The new energy agenda undertakes the utilization of carbon dioxide, which is divided into three main areas: carbonation of minerals for the production of building materials, chemical conversion for the production of chemicals and fuels, and biological conversion for the production of chemicals and fuels. In addition, a well-established design for carbon footprint reduction in the energy sector involves a higher penetration of renewable energy resources. Large-scale minimization of carbon dioxide emissions requires fundamental breakthroughs in the development of technological processes and the creation of an economic system that promotes the practical implementation of the new agenda [5,6,7].

Solving these new tasks requires the involvement of interdisciplinary knowledge. In this regard, LCA is a generally accepted approach for qualitative and quantitative modeling of complex economic processes related to greenhouse gas emissions [8]. The stages of the LCA should be conducted with consideration of economic, social, and environmental factors, forming a systematic perspective on sustainability for the practical implementation of the new agenda [9,10]. Thus, the LCA system boundary determines which elements of the product life cycle are considered in this analysis. The system boundaries may encompass both the energy generation facility and the processes of carbon dioxide release associated with the production of the target product. This approach makes it possible to account for variations in CO₂ emissions and other factors, depending on the technologies associated with carbon-risk product markets. These models can be used as the basis for cost calculations that affect the goals and tools of technology improvement. GHG utilization is a relatively new technological challenge and is still in the early stages of implementation. Thus, the development of prototypes of both technologies and methods of their quantitative assessment for implementation in commercial markets is an urgent task. At the same time, LCA will help to optimize the sustainability performance of promising energy systems at an early stage of technological development. Such studies will enable the identification of key tasks required for the commercial-scale utilization of carbon [10,11]. In turn, the task class, the representative of which is the theme under discussion, has developed the concept and methods for assessing the sustainability of the product life cycle. This involves an assessment of the sustainability of the product life cycle—the resource stage, the production stage, the use stage, and the disposal stage. The functional structure of this concept is recognized as a system-level approach, and achieving progress among the activities contributes to improving their well-being, environmental safety, and economic efficiency [12].
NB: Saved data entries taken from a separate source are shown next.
//! Unvalidated configuration as deserialized from a source file.
//!
//! Every field is optional here so that a missing value is reported as a
//! [`ConfigError::Invalid`] naming the field, instead of a parser error.

use std::collections::HashSet;
use std::path::Path;

use serde::Deserialize;

use crate::expand::expand_in_place;
use crate::types::{
    DocsPreset, Footer, FooterLink, FooterSection, FooterStyle, LinkPolicy, LinkTarget, Logo,
    NavTarget, Navbar, NavbarItem, NavbarPosition, ThemeChoice,
};
use crate::{ConfigError, SiteDescriptor};

/// Locale used when the source does not list any.
const DEFAULT_LOCALE: &str = "en";

/// Operator settings that take precedence over the configuration source.
///
/// Applied before validation, so an override is held to the same rules as
/// the value it replaces.
#[derive(Debug, Default, Clone)]
pub struct Overrides {
    /// Override `baseUrl`.
    pub base_url: Option<String>,
    /// Override `url`.
    pub url: Option<String>,
    /// Override `onBrokenLinks`.
    pub on_broken_links: Option<LinkPolicy>,
}

/// Site configuration as written by the operator.
#[derive(Debug, Default, Clone, Deserialize)]
#[serde(default, rename_all = "camelCase")]
pub struct RawSite {
    pub title: Option<String>,
    pub tagline: Option<String>,
    pub url: Option<String>,
    pub base_url: Option<String>,
    pub favicon: Option<String>,
    pub organization_name: Option<String>,
    pub project_name: Option<String>,
    pub locales: Option<Vec<String>>,
    /// Nested alternative to `locales`; the two cannot be combined.
    pub i18n: Option<RawI18n>,
    pub on_broken_links: Option<LinkPolicy>,
    pub on_broken_markdown_links: Option<LinkPolicy>,
    pub navbar: RawNavbar,
    pub footer: RawFooter,
    pub theme: RawTheme,
    pub docs: RawDocs,
}

#[derive(Debug, Default, Clone, Deserialize)]
#[serde(default, rename_all = "camelCase")]
pub struct RawI18n {
    pub default_locale: Option<String>,
    pub locales: Option<Vec<String>>,
}

#[derive(Debug, Default, Clone, Deserialize)]
#[serde(default, rename_all = "camelCase")]
pub struct RawNavbar {
    pub title: Option<String>,
    pub logo: Option<RawLogo>,
    pub items: Vec<RawNavbarItem>,
}

#[derive(Debug, Default, Clone, Deserialize)]
#[serde(default, rename_all = "camelCase")]
pub struct RawLogo {
    pub alt: Option<String>,
    pub src: Option<String>,
}

#[derive(Debug, Default, Clone, Deserialize)]
#[serde(default, rename_all = "camelCase")]
pub struct RawNavbarItem {
    /// `"doc"` or `"link"`; inferred from `docId`/`href` when absent.
    #[serde(rename = "type")]
    pub kind: Option<String>,
    pub label: Option<String>,
    pub doc_id: Option<String>,
    pub href: Option<String>,
    pub position: Option<NavbarPosition>,
}

#[derive(Debug, Default, Clone, Deserialize)]
#[serde(default, rename_all = "camelCase")]
pub struct RawFooter {
    pub style: Option<FooterStyle>,
    #[serde(alias = "sections")]
    pub links: Vec<RawFooterSection>,
    pub copyright: Option<String>,
}

#[derive(Debug, Default, Clone, Deserialize)]
#[serde(default, rename_all = "camelCase")]
pub struct RawFooterSection {
    pub title: Option<String>,
    pub items: Vec<RawFooterLink>,
}

#[derive(Debug, Default, Clone, Deserialize)]
#[serde(default, rename_all = "camelCase")]
pub struct RawFooterLink {
    pub label: Option<String>,
    pub to: Option<String>,
    pub href: Option<String>,
}

#[derive(Debug, Default, Clone, Deserialize)]
#[serde(default, rename_all = "camelCase")]
pub struct RawTheme {
    pub light: Option<String>,
    pub dark: Option<String>,
}

#[derive(Debug, Default, Clone, Deserialize)]
#[serde(default, rename_all = "camelCase")]
pub struct RawDocs {
    pub route_base_path: Option<String>,
    pub sidebar_path: Option<String>,
    pub custom_css: Option<String>,
    pub blog: Option<bool>,
}

impl RawSite {
    /// Apply operator overrides. Only `Some` values replace source values.
    pub fn apply_overrides(&mut self, overrides: &Overrides) {
        if let Some(base_url) = &overrides.base_url {
            self.base_url = Some(base_url.clone());
        }
        if let Some(url) = &overrides.url {
            self.url = Some(url.clone());
        }
        if let Some(policy) = overrides.on_broken_links {
            self.on_broken_links = Some(policy);
        }
    }

    /// Expand `${VAR}` references in URL-valued fields.
    pub(crate) fn expand_env_vars(&mut self) -> Result<(), ConfigError> {
        expand_in_place(&mut self.url, "url")?;
        expand_in_place(&mut self.base_url, "baseUrl")?;
        for item in &mut self.navbar.items {
            expand_in_place(&mut item.href, "navbar.item.href")?;
        }
        for link in self.footer.links.iter_mut().flat_map(|s| s.items.iter_mut()) {
            expand_in_place(&mut link.href, "footer.section.item.href")?;
        }
        Ok(())
    }

    /// Validate, apply defaults and produce the immutable descriptor.
    ///
    /// Relative paths are resolved against `base_dir`. Fields are checked in
    /// a fixed order so the reported error is deterministic.
    pub fn into_descriptor(self, base_dir: &Path) -> Result<SiteDescriptor, ConfigError> {
        let title = required(self.title, "title")?;
        let base_url = normalize_base_url(required(self.base_url, "baseUrl")?)?;
        let url = self.url.map(normalize_site_url).transpose()?;
        let locales = resolve_locales(self.locales, self.i18n)?;
        let navbar = self.navbar.resolve(&title)?;
        let footer = self.footer.resolve()?;
        let theme = self.theme.resolve()?;
        let docs = self.docs.resolve(base_dir)?;

        Ok(SiteDescriptor {
            title,
            tagline: self.tagline.unwrap_or_default(),
            url,
            base_url,
            favicon: self.favicon,
            organization_name: self.organization_name,
            project_name: self.project_name,
            locales,
            on_broken_links: self.on_broken_links.unwrap_or_default(),
            on_broken_markdown_links: self.on_broken_markdown_links.unwrap_or_default(),
            navbar,
            footer,
            theme,
            docs,
            config_path: None,
        })
    }
}

impl RawNavbar {
    fn resolve(self, site_title: &str) -> Result<Navbar, ConfigError> {
        let logo = self
            .logo
            .map(|logo| -> Result<Logo, ConfigError> {
                Ok(Logo {
                    src: required(logo.src, "navbar.logo.src")?,
                    alt: logo.alt.unwrap_or_else(|| site_title.to_owned()),
                })
            })
            .transpose()?;
        let items = self
            .items
            .into_iter()
            .map(RawNavbarItem::resolve)
            .collect::<Result<Vec<_>, _>>()?;

        Ok(Navbar {
            title: self.title,
            logo,
            items,
        })
    }
}

impl RawNavbarItem {
    fn resolve(self) -> Result<NavbarItem, ConfigError> {
        let label = required(self.label, "navbar.item.label")?;

        let target = match self.kind.as_deref() {
            Some("doc") => {
                forbid(self.href.as_ref(), "navbar.item.href", "not allowed on doc items")?;
                doc_link(required(self.doc_id, "navbar.item.docId")?)
            }
            Some("link") => {
                forbid(self.doc_id.as_ref(), "navbar.item.docId", "not allowed on link items")?;
                external_link(required(self.href, "navbar.item.href")?)?
            }
            Some(other) => {
                return Err(ConfigError::invalid(
                    "navbar.item.type",
                    format!("unknown item type '{other}' (expected doc or link)"),
                ));
            }
            None => match (self.doc_id, self.href) {
                (Some(doc_id), None) => doc_link(non_empty(doc_id, "navbar.item.docId")?),
                (None, Some(href)) => external_link(href)?,
                (Some(_), Some(_)) => {
                    return Err(ConfigError::invalid(
                        "navbar.item",
                        "expected exactly one of docId or href",
                    ));
                }
                (None, None) => {
                    return Err(ConfigError::invalid("navbar.item", "expected docId or href"));
                }
            },
        };

        Ok(NavbarItem {
            label,
            position: self.position.unwrap_or_default(),
            target,
        })
    }
}

fn doc_link(doc_id: String) -> NavTarget {
    NavTarget::DocLink { doc_id }
}

fn external_link(href: String) -> Result<NavTarget, ConfigError> {
    require_http_url(&href, "navbar.item.href")?;
    Ok(NavTarget::ExternalLink { href })
}

impl RawFooter {
    fn resolve(self) -> Result<Footer, ConfigError> {
        let sections = self
            .links
            .into_iter()
            .map(RawFooterSection::resolve)
            .collect::<Result<Vec<_>, _>>()?;

        Ok(Footer {
            style: self.style.unwrap_or_default(),
            sections,
            copyright: self.copyright.filter(|c| !c.trim().is_empty()),
        })
    }
}

impl RawFooterSection {
    fn resolve(self) -> Result<FooterSection, ConfigError> {
        let title = required(self.title, "footer.section.title")?;
        let items = self
            .items
            .into_iter()
            .map(RawFooterLink::resolve)
            .collect::<Result<Vec<_>, _>>()?;
        Ok(FooterSection { title, items })
    }
}

impl RawFooterLink {
    fn resolve(self) -> Result<FooterLink, ConfigError> {
        let label = required(self.label, "footer.section.item.label")?;
        let target = match (self.to, self.href) {
            (Some(to), None) => {
                require_route(&to, "footer.section.item.to")?;
                LinkTarget::To(to)
            }
            (None, Some(href)) => {
                require_http_url(&href, "footer.section.item.href")?;
                LinkTarget::Href(href)
            }
            (Some(_), Some(_)) => {
                return Err(ConfigError::invalid(
                    "footer.section.item",
                    "expected exactly one of to or href",
                ));
            }
            (None, None) => {
                return Err(ConfigError::invalid(
                    "footer.section.item",
                    "expected to or href",
                ));
            }
        };
        Ok(FooterLink { label, target })
    }
}

impl RawTheme {
    fn resolve(self) -> Result<ThemeChoice, ConfigError> {
        let defaults = ThemeChoice::default();
        Ok(ThemeChoice {
            light: or_default(self.light, defaults.light, "theme.light")?,
            dark: or_default(self.dark, defaults.dark, "theme.dark")?,
        })
    }
}

impl RawDocs {
    fn resolve(self, base_dir: &Path) -> Result<DocsPreset, ConfigError> {
        let defaults = DocsPreset::default();
        let route_base_path =
            or_default(self.route_base_path, defaults.route_base_path, "docs.routeBasePath")?;
        require_route(&route_base_path, "docs.routeBasePath")?;

        let resolve = |path: Option<String>, field: &str| {
            path.map(|p| non_empty(p, field).map(|p| base_dir.join(p)))
                .transpose()
        };

        Ok(DocsPreset {
            route_base_path,
            sidebar_path: resolve(self.sidebar_path, "docs.sidebarPath")?,
            custom_css: resolve(self.custom_css, "docs.customCss")?,
            blog: self.blog.unwrap_or(defaults.blog),
        })
    }
}

/// Require a field to be present and not blank.
fn required(value: Option<String>, field: &str) -> Result<String, ConfigError> {
    match value {
        Some(value) => non_empty(value, field),
        None => Err(ConfigError::invalid(field, "required")),
    }
}

/// Require a present value to be not blank.
fn non_empty(value: String, field: &str) -> Result<String, ConfigError> {
    if value.trim().is_empty() {
        return Err(ConfigError::invalid(field, "must be non-empty"));
    }
    Ok(value)
}

fn or_default(value: Option<String>, default: String, field: &str) -> Result<String, ConfigError> {
    value.map_or(Ok(default), |v| non_empty(v, field))
}

/// Reject a value that must not be combined with the chosen variant.
fn forbid(value: Option<&String>, field: &str, reason: &str) -> Result<(), ConfigError> {
    match value {
        Some(_) => Err(ConfigError::invalid(field, reason)),
        None => Ok(()),
    }
}

/// Require an http:// or https:// URL.
fn require_http_url(url: &str, field: &str) -> Result<(), ConfigError> {
    if !url.starts_with("http://") && !url.starts_with("https://") {
        return Err(ConfigError::invalid(
            field,
            "must start with http:// or https://",
        ));
    }
    Ok(())
}

/// Require a site-relative route.
fn require_route(route: &str, field: &str) -> Result<(), ConfigError> {
    if !route.starts_with('/') {
        return Err(ConfigError::invalid(field, "must start with /"));
    }
    Ok(())
}

/// `baseUrl` always starts and ends with `/`.
fn normalize_base_url(mut base_url: String) -> Result<String, ConfigError> {
    require_route(&base_url, "baseUrl")?;
    if !base_url.ends_with('/') {
        base_url.push('/');
    }
    Ok(base_url)
}

/// `url` is an absolute origin without a trailing `/`.
fn normalize_site_url(url: String) -> Result<String, ConfigError> {
    let url = non_empty(url, "url")?;
    require_http_url(&url, "url")?;
    Ok(url.trim_end_matches('/').to_owned())
}

fn resolve_locales(
    locales: Option<Vec<String>>,
    i18n: Option<RawI18n>,
) -> Result<Vec<String>, ConfigError> {
    match (locales, i18n) {
        (Some(_), Some(_)) => Err(ConfigError::invalid(
            "i18n",
            "cannot be combined with top-level locales",
        )),
        (Some(locales), None) => {
            check_locale_codes(&locales, "locales")?;
            Ok(locales)
        }
        (None, Some(i18n)) => i18n.resolve(),
        (None, None) => Ok(vec![DEFAULT_LOCALE.to_owned()]),
    }
}

impl RawI18n {
    /// Locales with `defaultLocale` moved to the front.
    fn resolve(self) -> Result<Vec<String>, ConfigError> {
        let mut locales = match (self.locales, &self.default_locale) {
            (Some(locales), _) => locales,
            (None, Some(default)) => vec![default.clone()],
            (None, None) => vec![DEFAULT_LOCALE.to_owned()],
        };
        check_locale_codes(&locales, "i18n.locales")?;

        if let Some(default) = self.default_locale {
            let Some(index) = locales.iter().position(|code| *code == default) else {
                return Err(ConfigError::invalid(
                    "i18n.defaultLocale",
                    format!("'{default}' is not listed in i18n.locales"),
                ));
            };
            let default = locales.remove(index);
            locales.insert(0, default);
        }
        Ok(locales)
    }
}

/// Locale lists are non-empty, without blank or repeated codes.
fn check_locale_codes(locales: &[String], field: &str) -> Result<(), ConfigError> {
    if locales.is_empty() {
        return Err(ConfigError::invalid(field, "must be non-empty"));
    }

    let mut seen = HashSet::with_capacity(locales.len());
    for code in locales {
        if code.trim().is_empty() {
            return Err(ConfigError::invalid(
                field,
                "locale codes must be non-empty",
            ));
        }
        if !seen.insert(code.as_str()) {
            return Err(ConfigError::invalid(
                field,
                format!("duplicate locale '{code}'"),
            ));
        }
    }
    Ok(())
}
The use of market instruments will contribute to the efficient allocation of resources in many areas of the functioning of promising energy systems [13]. In this context, MED models and methods play a crucial role in ensuring energy security and supporting the transition toward a more sustainable energy supply within economic systems under the new agenda. Engineering design and market engineering are closely related concepts. Today, market design is considered as an object or as an activity. Market design is a tool for creating an effective market. Our interpretation of MED combines the design and organization of economic facilities, where the supply and demand of economic products (goods, services, technologies) are realized and can be bought and sold [14].

The complexity of the energy sector and its high importance for a competitive economy require the use of models and practical calculation schemes that can provide an adequate picture of the new economic systems being created [15]. Such tools serve as valuable engineering software for the analysis and design of emerging market systems [16,17]. Thus, applied market models form the basis of engineering design for evaluating conclusions in solving complex organizational and technological problems. Thus, one of the key theoretical tasks in market modeling is the optimal mechanism for allocating resources for existing commercial activities [18,19].

An increasing number of companies identify inclusion in the Dow Jones Sustainability Indices as a corporate objective. These companies publicly endorse their approach to addressing sustainable and proactive long-term opportunities. Such practices also make these companies more attractive to investors. This activity creates vibrant competition among companies for index membership. Each year, over 3000 publicly traded companies, including about 800 companies in emerging markets, are invited to participate in the Corporate Sustainability Assessment. Given the potential of exchanges to contribute to economic development, it is important not only to enhance the understanding of their role and functioning, but also to foster environments that support the development of well-functioning exchanges aligned with sustainability objectives [20]. Based on the above, the ‘innovative stock-exchange process’ is considered here as an iterative approximation with distributed calculations toward market equilibrium, incorporating sustainability criteria.

Currently, much attention is being paid to the problem of GHG emission reduction in developing countries. Research and development cooperation promotes the integration of external knowledge, facilitates information exchange, and fosters regional innovation and development. At the same time, technological innovations can encourage enterprises to abandon backward processes, use energy-saving technologies, form an environmentally friendly production chain, and reduce the intensity of carbon emissions. However, most of the literature on carbon dioxide emissions is devoted to individual countries. In developing countries, research on the relationship between economics, science, technology, and carbon dioxide emissions remains uncertain. Therefore, the choice of technological innovation and economic growth as the main variables of the study has important theoretical and practical significance [21].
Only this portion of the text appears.